In the implementation process, the operator terminal device may obtain the DPI (Deep Packet Inspection) ticket of the user. The DPI ticket is generated when the DPI technology is utilized to collect traffic information and detect the depth of the internet data packet. And the related information of the website accessed by the user can be obtained through analyzing the DPI ticket. Relevant information for the accessed website includes, but is not limited to: URL, access time, etc.

After the DPI ticket is obtained, the identification information of the website of the bank card account which is currently input by the user can be determined through analyzing the DPI ticket, the identification information is the target website identification corresponding to the bank card transaction to be generated, and the target website identification can be information of the website address and the like which can uniquely identify the website. The website where the user wants to conduct the bank card transaction is the target website, and the bank card account which the user wants to conduct the bank card transaction uses is the target bank card account, and the bank card account is specifically the bank card number.
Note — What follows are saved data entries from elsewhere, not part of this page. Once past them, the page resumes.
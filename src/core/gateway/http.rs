//! HTTP backend speaking the `{action, payload}` envelope.
//!
//! Requests are POSTed as `text/plain` JSON so a script-hosted backend
//! accepts them without a CORS preflight; redirects are followed.

use std::time::Duration;

use async_trait::async_trait;
use reqwest::{header, redirect, Client};
use serde_json::Value;

use super::envelope::{self, Request, Response};
use super::webhook::{AutomationPayload, WebhookClient};
use super::{Gateway, GatewayError};
use crate::entities::record::{NewRecord, Record, RecordId};

const CONTENT_TYPE: &str = "text/plain;charset=utf-8";
const MAX_REDIRECTS: usize = 10;

/// Gateway backed by a remote web app
pub struct HttpGateway {
    client: Client,
    url: String,
    webhook: WebhookClient,
}

impl HttpGateway {
    pub fn new(
        url: impl Into<String>,
        timeout: Duration,
        webhook_url: Option<String>,
    ) -> Result<Self, GatewayError> {
        let client = Client::builder()
            .timeout(timeout)
            .redirect(redirect::Policy::limited(MAX_REDIRECTS))
            .user_agent(concat!("idf/", env!("CARGO_PKG_VERSION")))
            .build()
            .map_err(|e| GatewayError::NotConfigured(format!("HTTP client: {}", e)))?;

        Ok(Self {
            webhook: WebhookClient::new(client.clone(), webhook_url),
            client,
            url: url.into(),
        })
    }

    pub fn url(&self) -> &str {
        &self.url
    }

    /// Send one envelope and return its `data`
    async fn call(&self, request: Request) -> Result<Value, GatewayError> {
        tracing::debug!(action = %request.action, url = %self.url, "sending request");

        let body = serde_json::to_string(&request)
            .map_err(|e| GatewayError::Protocol(format!("could not encode request: {}", e)))?;

        let response = self
            .client
            .post(&self.url)
            .header(header::CONTENT_TYPE, CONTENT_TYPE)
            .body(body)
            .send()
            .await
            .map_err(|e| {
                tracing::warn!(action = %request.action, error = %e, "request failed");
                GatewayError::Transport(e.to_string())
            })?;

        let status = response.status();
        let text = response
            .text()
            .await
            .map_err(|e| GatewayError::Transport(e.to_string()))?;

        if !status.is_success() {
            tracing::warn!(action = %request.action, status = status.as_u16(), "backend returned an error status");
            return Err(GatewayError::Http {
                status: status.as_u16(),
                body: text,
            });
        }

        let envelope: Response = serde_json::from_str(&text).map_err(|e| {
            GatewayError::Protocol(format!(
                "invalid JSON in response to {}: {}",
                request.action, e
            ))
        })?;

        tracing::debug!(action = %request.action, success = envelope.success, "response received");
        envelope.into_data()
    }
}

#[async_trait]
impl Gateway for HttpGateway {
    fn describe(&self) -> String {
        self.url.clone()
    }

    fn is_demo(&self) -> bool {
        false
    }

    async fn fetch_all(&self) -> Result<Vec<Record>, GatewayError> {
        let data = self.call(Request::get_services()).await?;
        if data.is_null() {
            return Ok(Vec::new());
        }
        envelope::decode(envelope::GET_SERVICES, data)
    }

    async fn create(&self, record: NewRecord) -> Result<Record, GatewayError> {
        let data = self.call(Request::add_service(&record)).await?;
        envelope::decode(envelope::ADD_SERVICE, data)
    }

    async fn update(&self, record: Record) -> Result<Record, GatewayError> {
        let data = self.call(Request::update_service(&record)).await?;
        // prefer the server echo; older backends answer with nothing useful
        match serde_json::from_value::<Record>(data) {
            Ok(saved) if saved.id == record.id => Ok(saved),
            _ => Ok(record),
        }
    }

    async fn delete(&self, id: RecordId) -> Result<RecordId, GatewayError> {
        let data = self.call(Request::delete_service(id)).await?;
        Ok(envelope::deleted_id(data, id))
    }

    async fn trigger_automation(&self, record: &Record, note: &str) -> Result<(), GatewayError> {
        self.webhook
            .send(&AutomationPayload::new(record, note))
            .await
    }
}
Step S120, extracting target website characteristics matched with the target website identification.

After the target website identification is obtained, extracting website characteristics of the corresponding website based on the target website identification, wherein the website characteristics are target website characteristics.

In an alternative embodiment, the targeted website features include, but are not limited to: website attribution feature, website duration feature, user access feature, keyword feature, and ICP record feature.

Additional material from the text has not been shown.